Mir ist ein Fall bekannt, da hat ein Koizüchter das PP-Vlies als Schutz unter die Steine im Teich gelegt und alle Kois sind eingegangen.
Es gibt allerdings auch jungfräuliches Vlies, aber das ist meist weiß, bzw. wie bei Naturagart weiß-grün. 
Kokosmatten haben bei mir 3 Jahre gehalten und sind dann an der Oberkante des Wassers abgerissen.

Liebe Grüße Whoopy


----------



## Teichforum.info (2. Juni 2004)

hallo whoopy,

deine argumente sind nicht von der hand zu weisen.

.... aber zumindest bei meinem teich (65m²) habe ich AUF der ganzen folienoberfläche unter dem teichsubstrat eine bahn 500gr vlies.
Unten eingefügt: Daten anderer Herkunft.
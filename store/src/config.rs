// Copyright 2024 Build Core Contributors.
// Licensed under the Apache License, Version 2.0 (see LICENSE).

use std::collections::BTreeMap;
use std::path::{Path, PathBuf};

use hashing::{HashFunction, HashType};
use serde::{Deserialize, Serialize};

/// Description of the execution backend a cache entry was produced against.
/// Its canonical-JSON hash shards the target cache, so that results obtained
/// from different backends never alias.
#[derive(Clone, Debug, Default, Eq, PartialEq, Serialize, Deserialize)]
pub struct BackendDescription {
    pub remote_address: Option<String>,
    pub platform_properties: BTreeMap<String, String>,
}

impl BackendDescription {
    pub fn new(
        remote_address: Option<String>,
        platform_properties: BTreeMap<String, String>,
    ) -> BackendDescription {
        BackendDescription {
            remote_address,
            platform_properties,
        }
    }

    /// The shard directory name: SHA-256 over the canonical JSON rendering.
    /// Always SHA-256, independent of the active hash family, so that the
    /// shard name is stable across protocol modes.
    pub fn hash(&self) -> String {
        let json = serde_json::to_string(self).expect("backend descriptions serialize");
        HashFunction::new(HashType::Compatible)
            .plain_hash_data(json.as_bytes())
            .to_hex()
    }
}

/// Paths of one storage generation, per the active hash family.
#[derive(Clone, Debug)]
pub struct GenerationConfig {
    pub cas_f: PathBuf,
    pub cas_x: PathBuf,
    pub cas_t: PathBuf,
    pub cas_large_f: PathBuf,
    pub cas_large_t: PathBuf,
    pub action_cache: PathBuf,
    pub target_cache: PathBuf,
}

/// Build-root layout and storage-wide settings.
///
/// All storage directories are subdirectories of `build_root`, which defaults
/// to `$HOME/.cache/<tool>`. Cache directories are versioned twice over:
/// by generation (for garbage collection) and by hash family (the two
/// protocol modes must never share content).
#[derive(Clone, Debug)]
pub struct StorageConfig {
    pub build_root: PathBuf,
    /// Number of storage generations (default: two).
    pub num_generations: usize,
    pub hash_function: HashFunction,
    /// Hash of the execution backend description.
    pub backend_description: BackendDescription,
}

impl StorageConfig {
    pub fn builder() -> StorageConfigBuilder {
        StorageConfigBuilder::default()
    }

    pub fn default_build_root() -> PathBuf {
        match dirs_next::home_dir() {
            Some(home_dir) => home_dir.join(".cache").join("buildcore"),
            None => PathBuf::from(".cache").join("buildcore"),
        }
    }

    /// Root directory of all storage generations.
    pub fn cache_root(&self) -> PathBuf {
        self.build_root.join("protocol-dependent")
    }

    /// Root directory of all repository generations.
    pub fn repository_root(&self) -> PathBuf {
        self.build_root.join("repositories")
    }

    /// Directory for the git repository of the given generation.
    pub fn git_generation_root(&self, index: usize) -> PathBuf {
        self.repository_root()
            .join(format!("generation-{index}"))
            .join("git")
    }

    /// Directory for the git repository storing fetched workspace roots.
    pub fn git_root(&self) -> PathBuf {
        self.git_generation_root(0)
    }

    /// Root directory of a specific storage generation.
    pub fn generation_cache_root(&self, index: usize) -> PathBuf {
        debug_assert!(index < self.num_generations);
        self.cache_root().join(format!("generation-{index}"))
    }

    /// Root directory for all ephemeral directories: those that can (and
    /// should) be removed by garbage collection at any time.
    pub fn ephemeral_root(&self) -> PathBuf {
        self.generation_cache_root(0).join("ephemeral")
    }

    /// Root directory for local action executions; individual actions create
    /// a working directory below this root.
    pub fn execution_root(&self) -> PathBuf {
        self.ephemeral_root().join("exec_root")
    }

    /// Create a scoped temp directory for a specific kind of operation. The
    /// directory is removed when the returned handle is dropped, and lives in
    /// the ephemeral area so garbage collection sweeps up leftovers.
    pub fn create_typed_tmp_dir(&self, kind: &str) -> Result<tempfile::TempDir, String> {
        let parent = self.ephemeral_root().join("tmp-workspaces").join(kind);
        std::fs::create_dir_all(&parent)
            .map_err(|e| format!("Failed to create {}: {e}", parent.display()))?;
        tempfile::TempDir::new_in(&parent)
            .map_err(|e| format!("Failed to create temp dir below {}: {e}", parent.display()))
    }

    fn family_dir(&self, cache_root: &Path) -> PathBuf {
        let family = match self.hash_function.hash_type() {
            HashType::Native => "git-sha1",
            HashType::Compatible => "compatible-sha256",
        };
        cache_root.join(family)
    }

    pub fn create_generation_config(&self, generation: usize) -> GenerationConfig {
        let native = self.hash_function.hash_type().is_native();
        let cache_dir = self.family_dir(&self.generation_cache_root(generation));

        GenerationConfig {
            cas_f: cache_dir.join("cas-f"),
            cas_x: cache_dir.join("cas-x"),
            // Compatible mode has no separate tree area: trees are plain
            // blobs there, so the tree paths alias the file paths.
            cas_t: cache_dir.join(if native { "cas-t" } else { "cas-f" }),
            cas_large_f: cache_dir.join("cas-large-f"),
            cas_large_t: cache_dir.join(if native { "cas-large-t" } else { "cas-large-f" }),
            action_cache: cache_dir.join("ac"),
            target_cache: cache_dir
                .join("tc")
                .join(self.backend_description.hash()),
        }
    }
}

#[derive(Default)]
pub struct StorageConfigBuilder {
    build_root: Option<PathBuf>,
    num_generations: Option<usize>,
    hash_type: Option<HashType>,
    backend_description: Option<BackendDescription>,
}

impl StorageConfigBuilder {
    pub fn build_root(mut self, value: PathBuf) -> Self {
        self.build_root = Some(value);
        self
    }

    pub fn num_generations(mut self, value: usize) -> Self {
        self.num_generations = Some(value);
        self
    }

    pub fn hash_type(mut self, value: HashType) -> Self {
        self.hash_type = Some(value);
        self
    }

    pub fn backend_description(mut self, value: BackendDescription) -> Self {
        self.backend_description = Some(value);
        self
    }

    pub fn build(self) -> Result<StorageConfig, String> {
        let build_root = match self.build_root {
            Some(root) => {
                if root.is_relative() {
                    return Err(format!(
                        "Build root must be an absolute path but got '{}'.",
                        root.display()
                    ));
                }
                root
            }
            None => StorageConfig::default_build_root(),
        };

        let num_generations = self.num_generations.unwrap_or(2);
        if num_generations == 0 {
            return Err("The number of generations must be greater than 0.".to_owned());
        }

        Ok(StorageConfig {
            build_root,
            num_generations,
            hash_function: HashFunction::new(self.hash_type.unwrap_or(HashType::Native)),
            backend_description: self.backend_description.unwrap_or_default(),
        })
    }
}
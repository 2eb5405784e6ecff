// Copyright 2024 Build Core Contributors.
// Licensed under the Apache License, Version 2.0 (see LICENSE).

#![deny(warnings)]
// Enable all clippy lints except for many of the pedantic ones. It's a shame this needs to be copied and pasted across crates, but there doesn't appear to be a way to include inner attributes from a common source.
#![deny(
    clippy::all,
    clippy::default_trait_access,
    clippy::expl_impl_clone_on_copy,
    clippy::if_not_else,
    clippy::needless_continue,
    clippy::unseparated_literal_suffix,
    clippy::used_underscore_binding
)]
// It is often more clear to show that nothing is being moved.
#![allow(clippy::match_ref_pats)]
// Subjective style.
#![allow(
    clippy::len_without_is_empty,
    clippy::redundant_field_names,
    clippy::too_many_arguments
)]
// Default isn't as big a deal as people seem to think it is.
#![allow(clippy::new_without_default, clippy::new_ret_no_self)]
// Arc<Mutex> can be more clear than needing to grok Orderings:
#![allow(clippy::mutex_atomic)]

use std::sync::Arc;

mod action_cache;
mod config;
mod file_store;
mod gc;
mod large;
mod local;
mod target_cache;
pub mod tree;

pub use action_cache::ActionCache;
pub use config::{BackendDescription, GenerationConfig, StorageConfig, StorageConfigBuilder};
pub use file_store::{FileStore, StoreMode};
pub use gc::GarbageCollector;
pub use large::{LargeObjectError, LARGE_OBJECT_THRESHOLD};
pub use local::LocalCas;
pub use target_cache::{TargetCache, TargetCacheEntry, TargetCacheKey};
pub use tree::TreeEntry;

/// All storage operations hold this lock shared; garbage collection holds it
/// exclusively while rotating generations.
pub(crate) type GcLock = Arc<tokio::sync::RwLock<()>>;

/// The three local stores, sharing one build root and one GC lock.
#[derive(Clone)]
pub struct Storage {
    config: Arc<StorageConfig>,
    cas: LocalCas,
    action_cache: ActionCache,
    target_cache: TargetCache,
    lock: GcLock,
}

impl Storage {
    pub fn new(config: StorageConfig) -> Storage {
        let lock: GcLock = Arc::new(tokio::sync::RwLock::new(()));
        let cas = LocalCas::new(config.clone(), lock.clone());
        let action_cache = ActionCache::new(&config, lock.clone());
        let target_cache = TargetCache::new(&config, lock.clone());
        Storage {
            config: Arc::new(config),
            cas,
            action_cache,
            target_cache,
            lock,
        }
    }

    pub fn config(&self) -> &StorageConfig {
        &self.config
    }

    pub fn cas(&self) -> &LocalCas {
        &self.cas
    }

    pub fn action_cache(&self) -> &ActionCache {
        &self.action_cache
    }

    pub fn target_cache(&self) -> &TargetCache {
        &self.target_cache
    }

    pub(crate) fn lock(&self) -> &GcLock {
        &self.lock
    }
}

#[cfg(test)]
mod local_tests;


#[cfg(test)]
mod gc_tests;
ich habe mich aber vorher erkundigt beim hersteller - dieser bestätigte mir unbedenklichkeit - ein vorheriges ausspülen mit wasser ist aber trotzdem empfehlenswert.

gruß jürgen


----------



## Teichforum.info (2. Juni 2004)

Hallo Jürgen,
ich will die Qualität von deinem Vlies nicht anzweifeln. Man sollte sich nur, wie du es getan hast, über die Qualität informieren.

Liebe Grüße Whoopy


----------



## Teichforum.info (2. Juni 2004)

Hallo zusammen,

danke für eure Antworten!

Das mit dem grauen Vlies gefällt mir gut, allerdings schreckt mich die Aussage bzgl. der Giftigkeit wieder etwas ab. Bin mir nämlich nicht ganz sicher, in wie weit man den Auskünften der Verkäufer in Baumärkten trauen kann. Werd mich dann wohl lieber doch direkt beim Hersteller erkundigen.
@ juergen-b: weißt du zufällig noch wo du dein Vlies erworben hast? 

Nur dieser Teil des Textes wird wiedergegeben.